■ **TASK GOAL**: List every line in this data where the string "Blank" occurs.

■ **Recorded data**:
Content starts

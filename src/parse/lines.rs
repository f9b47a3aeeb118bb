//! Line classification
//!
//! Tags each raw input line by shape before any structural parsing. Rules
//! run in priority order; anything that matches nothing is Unrecognized,
//! which the caller records as a warning, never a failure.

use once_cell::sync::Lazy;
use regex::Regex;

use crate::models::timing::{TempoMarker, TimeSignature, Timestamp};

pub static TIMESTAMP_RE: Lazy<Regex> =
    Lazy::new(|| Regex::new(r"^\s*(\d+):(\d{2})\s*$").unwrap());
pub static TIMESIG_RE: Lazy<Regex> = Lazy::new(|| Regex::new(r"^\s*(\d+)\s*/\s*(\d+)\s*$").unwrap());
pub static TEMPO_RE: Lazy<Regex> =
    Lazy::new(|| Regex::new(r"^\s*([WHQESTXwhqestx])\s*=\s*(\d+(?:\.\d+)?)\s*$").unwrap());
pub static HEADER_RE: Lazy<Regex> =
    Lazy::new(|| Regex::new(r"(?i)^\s*(title|artist|tuning|difficulty|capo)\s*:\s*(.*?)\s*$").unwrap());
pub static STRING_LABELED_RE: Lazy<Regex> =
    Lazy::new(|| Regex::new(r"^\s*([A-Ga-g])([#b])?\s*\|").unwrap());
pub static STRING_UNLABELED_RE: Lazy<Regex> = Lazy::new(|| Regex::new(r"^\s*\|").unwrap());
// Tuplet markers like "|-3-|", with ASCII or common Unicode dash variants
pub static TUPLET_RE: Lazy<Regex> =
    Lazy::new(|| Regex::new(r"[|│]\s*[-–—−]+\s*(\d+)\s*[-–—−]+\s*[|│]").unwrap());
pub static PM_RE: Lazy<Regex> = Lazy::new(|| Regex::new(r"PM[-\s]*\|").unwrap());
static BARLINE_ONLY_RE: Lazy<Regex> = Lazy::new(|| Regex::new(r"^\s*[|o*]+\s*$").unwrap());

/// Header keys this format recognizes
#[derive(Clone, Copy, Debug, PartialEq, Eq)]
pub enum HeaderKey {
    Title,
    Artist,
    Tuning,
    Difficulty,
    Capo,
}

impl HeaderKey {
    fn from_str(s: &str) -> Option<Self> {
        match s.to_ascii_lowercase().as_str() {
            "title" => Some(HeaderKey::Title),
            "artist" => Some(HeaderKey::Artist),
            "tuning" => Some(HeaderKey::Tuning),
            "difficulty" => Some(HeaderKey::Difficulty),
            "capo" => Some(HeaderKey::Capo),
            _ => None,
        }
    }
}

/// Classified line shape
#[derive(Clone, Debug, PartialEq)]
pub enum ClassifiedLine {
    Blank,
    Header { key: HeaderKey, value: String },
    Timestamp(Timestamp),
    TimeSignature(TimeSignature),
    Tempo(TempoMarker),
    StringLine,
    DurationLine,
    AnnotationLine,
    BarlineOnly,
    Unrecognized,
}

/// Letters that open a duration token (case carries staccato)
pub fn is_duration_symbol(c: char) -> bool {
    matches!(
        c,
        'W' | 'H' | 'Q' | 'E' | 'S' | 'T' | 'X' | 'w' | 'h' | 'q' | 'e' | 's' | 't' | 'x' | 'a'
    )
}

fn has_duration_symbol(s: &str) -> bool {
    s.chars().any(is_duration_symbol)
}

/// A string line is a labeled line (`E|...`, `F#|...`) or an unlabeled one
/// opening with `|`, excluding tuplet and palm-mute annotation shapes.
pub fn is_string_line(line: &str) -> bool {
    if STRING_LABELED_RE.is_match(line) {
        return true;
    }
    if STRING_UNLABELED_RE.is_match(line) {
        let s = line.trim();
        if TUPLET_RE.is_match(s) {
            return false;
        }
        if s.starts_with("PM") {
            return false;
        }
        return true;
    }
    false
}

/// A duration line contains only duration tokens, padding, and bar
/// characters; it must carry at least one duration letter.
pub fn is_duration_line(line: &str) -> bool {
    let s = line.trim();
    if s.is_empty() || !has_duration_symbol(s) {
        return false;
    }
    s.chars().all(|c| {
        c.is_whitespace() || c == '|' || c == '+' || c == '.' || c.is_ascii_digit() || is_duration_symbol(c)
    })
}

/// Annotation pre-lines: palm-mute runs and tuplet markers
pub fn is_annotation_line(line: &str) -> bool {
    PM_RE.is_match(line) || TUPLET_RE.is_match(line)
}

/// Loose test used while collecting a system block: anything that may
/// legitimately sit next to string lines without ending the block.
pub fn is_annotation_or_duration(line: &str) -> bool {
    let s = line.trim();
    if s.is_empty() {
        return false;
    }
    if TIMESIG_RE.is_match(s) || TIMESTAMP_RE.is_match(s) {
        return true;
    }
    if s.contains("PM") || TUPLET_RE.is_match(s) {
        return true;
    }
    has_duration_symbol(s)
}

/// Classify one raw line; rules are checked in priority order.
pub fn classify(line: &str) -> ClassifiedLine {
    if line.trim().is_empty() {
        return ClassifiedLine::Blank;
    }
    if let Some(caps) = HEADER_RE.captures(line) {
        if let Some(key) = HeaderKey::from_str(&caps[1]) {
            return ClassifiedLine::Header {
                key,
                value: caps[2].to_string(),
            };
        }
    }
    if let Some(caps) = TIMESTAMP_RE.captures(line) {
        let minutes: u32 = caps[1].parse().unwrap_or(0);
        let seconds: u32 = caps[2].parse().unwrap_or(0);
        return ClassifiedLine::Timestamp(Timestamp::new(minutes, seconds));
    }
    if let Some(caps) = TIMESIG_RE.captures(line) {
        if let (Ok(n), Ok(d)) = (caps[1].parse::<u8>(), caps[2].parse::<u8>()) {
            return ClassifiedLine::TimeSignature(TimeSignature::new(n, d));
        }
    }
    if let Some(caps) = TEMPO_RE.captures(line) {
        let unit = caps[1].chars().next().unwrap_or('Q').to_ascii_uppercase();
        if let Ok(bpm) = caps[2].parse::<f64>() {
            return ClassifiedLine::Tempo(TempoMarker::new(unit, bpm));
        }
    }
    if is_string_line(line) {
        return ClassifiedLine::StringLine;
    }
    if is_duration_line(line) {
        return ClassifiedLine::DurationLine;
    }
    if is_annotation_line(line) {
        return ClassifiedLine::AnnotationLine;
    }
    if BARLINE_ONLY_RE.is_match(line) {
        return ClassifiedLine::BarlineOnly;
    }
    ClassifiedLine::Unrecognized
}

#[cfg(test)]
mod tests {
    use super::*;

    #[test]
    fn test_string_line_shapes() {
        assert!(is_string_line("E|---0---|"));
        assert!(is_string_line("F#|--2--|"));
        assert!(is_string_line("|---0---|"));
        assert!(!is_string_line("|-3-|"));
        assert!(!is_string_line("PM---|"));
        assert!(!is_string_line("  Q E S"));
    }

    #[test]
    fn test_annotation_or_duration_shapes() {
        assert!(is_annotation_or_duration("6/8"));
        assert!(is_annotation_or_duration("1:23"));
        assert!(is_annotation_or_duration("PM----|"));
        assert!(is_annotation_or_duration("|-3-|"));
        assert!(is_annotation_or_duration("  Q E S"));
        assert!(is_annotation_or_duration("  Q|E|S"));
        assert!(!is_annotation_or_duration("zzzz"));
    }

    #[test]
    fn test_duration_line_shape() {
        assert!(is_duration_line(" +QaEqWx2"));
        assert!(is_duration_line("Q E S"));
        assert!(is_duration_line("Q.|H..|"));
        assert!(!is_duration_line("PM---|"));
        assert!(!is_duration_line("-----"));
    }

    #[test]
    fn test_classify_priority() {
        assert_eq!(classify(""), ClassifiedLine::Blank);
        assert!(matches!(
            classify("title: My Song"),
            ClassifiedLine::Header {
                key: HeaderKey::Title,
                ..
            }
        ));
        assert_eq!(
            classify("1:07"),
            ClassifiedLine::Timestamp(Timestamp::new(1, 7))
        );
        assert_eq!(
            classify("3/4"),
            ClassifiedLine::TimeSignature(TimeSignature::new(3, 4))
        );
        assert_eq!(
            classify("Q=96"),
            ClassifiedLine::Tempo(TempoMarker::new('Q', 96.0))
        );
        assert_eq!(classify("E|--0--|"), ClassifiedLine::StringLine);
        assert_eq!(classify(" Q E"), ClassifiedLine::DurationLine);
        assert_eq!(classify("PM---|"), ClassifiedLine::AnnotationLine);
        assert_eq!(classify("%%%%"), ClassifiedLine::Unrecognized);
    }

    #[test]
    fn test_tuplet_regex_unicode_dashes() {
        assert!(TUPLET_RE.is_match("|-3-|"));
        assert!(TUPLET_RE.is_match("| – 3 – |"));
        assert!(TUPLET_RE.is_match("|—3—|"));
    }

    #[test]
    fn test_header_values_trimmed() {
        match classify("artist:  The Band  ") {
            ClassifiedLine::Header { key, value } => {
                assert_eq!(key, HeaderKey::Artist);
                assert_eq!(value, "The Band");
            }
            other => panic!("unexpected: {other:?}"),
        }
    }
}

Content ends

■ **RESULT**:
    Blank,
        return ClassifiedLine::Blank;
        assert_eq!(classify(""), ClassifiedLine::Blank);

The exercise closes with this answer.